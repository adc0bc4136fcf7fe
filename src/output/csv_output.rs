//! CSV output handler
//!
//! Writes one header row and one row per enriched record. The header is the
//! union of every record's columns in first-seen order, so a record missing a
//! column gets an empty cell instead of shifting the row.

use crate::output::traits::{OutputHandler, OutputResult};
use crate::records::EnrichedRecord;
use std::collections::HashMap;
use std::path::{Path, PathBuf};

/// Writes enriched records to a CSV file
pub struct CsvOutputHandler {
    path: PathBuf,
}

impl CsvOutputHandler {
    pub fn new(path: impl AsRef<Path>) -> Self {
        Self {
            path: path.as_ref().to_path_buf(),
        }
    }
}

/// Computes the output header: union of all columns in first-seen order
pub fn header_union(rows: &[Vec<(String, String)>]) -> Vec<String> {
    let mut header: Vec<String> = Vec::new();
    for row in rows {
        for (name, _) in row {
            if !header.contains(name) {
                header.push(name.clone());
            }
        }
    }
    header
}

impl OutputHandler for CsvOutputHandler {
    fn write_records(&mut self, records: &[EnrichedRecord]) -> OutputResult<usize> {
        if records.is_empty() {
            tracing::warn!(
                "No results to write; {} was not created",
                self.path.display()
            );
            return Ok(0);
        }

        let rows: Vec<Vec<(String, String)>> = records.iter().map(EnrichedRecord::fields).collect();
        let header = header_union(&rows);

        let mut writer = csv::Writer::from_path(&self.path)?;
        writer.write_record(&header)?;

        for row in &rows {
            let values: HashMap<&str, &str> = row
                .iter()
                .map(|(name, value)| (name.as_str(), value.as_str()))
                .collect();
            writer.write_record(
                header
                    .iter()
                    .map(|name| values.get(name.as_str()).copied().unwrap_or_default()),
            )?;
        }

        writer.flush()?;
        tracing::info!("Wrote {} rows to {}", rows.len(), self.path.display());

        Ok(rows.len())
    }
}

━━━

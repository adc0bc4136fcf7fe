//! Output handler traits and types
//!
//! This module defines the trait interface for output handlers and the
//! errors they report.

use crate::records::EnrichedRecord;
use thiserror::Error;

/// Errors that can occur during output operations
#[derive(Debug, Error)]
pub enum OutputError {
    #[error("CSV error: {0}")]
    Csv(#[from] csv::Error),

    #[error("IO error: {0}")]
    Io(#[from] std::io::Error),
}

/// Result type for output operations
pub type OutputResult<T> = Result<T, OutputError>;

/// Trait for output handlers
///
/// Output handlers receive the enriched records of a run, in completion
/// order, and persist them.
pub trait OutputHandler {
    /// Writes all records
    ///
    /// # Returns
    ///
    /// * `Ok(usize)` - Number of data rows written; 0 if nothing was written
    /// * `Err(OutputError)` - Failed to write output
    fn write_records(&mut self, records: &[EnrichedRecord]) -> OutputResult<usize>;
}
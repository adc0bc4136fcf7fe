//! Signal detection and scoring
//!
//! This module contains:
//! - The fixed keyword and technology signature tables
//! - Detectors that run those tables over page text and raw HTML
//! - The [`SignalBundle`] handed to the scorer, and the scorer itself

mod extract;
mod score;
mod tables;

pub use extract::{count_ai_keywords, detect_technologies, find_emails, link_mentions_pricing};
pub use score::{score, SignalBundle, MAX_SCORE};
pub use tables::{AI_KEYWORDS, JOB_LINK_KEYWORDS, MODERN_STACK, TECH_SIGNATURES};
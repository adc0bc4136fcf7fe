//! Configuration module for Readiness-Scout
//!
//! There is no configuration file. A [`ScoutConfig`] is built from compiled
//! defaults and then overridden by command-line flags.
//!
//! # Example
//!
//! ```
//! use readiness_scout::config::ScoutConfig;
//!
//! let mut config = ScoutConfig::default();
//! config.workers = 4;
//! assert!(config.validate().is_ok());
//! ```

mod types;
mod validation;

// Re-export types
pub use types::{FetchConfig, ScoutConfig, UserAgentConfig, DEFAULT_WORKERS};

━━━

_Instructions for the task_
Copy each line of the data that includes the word "contains".

_Output of the exercise_
            if !header.contains(name) {
//! This module contains:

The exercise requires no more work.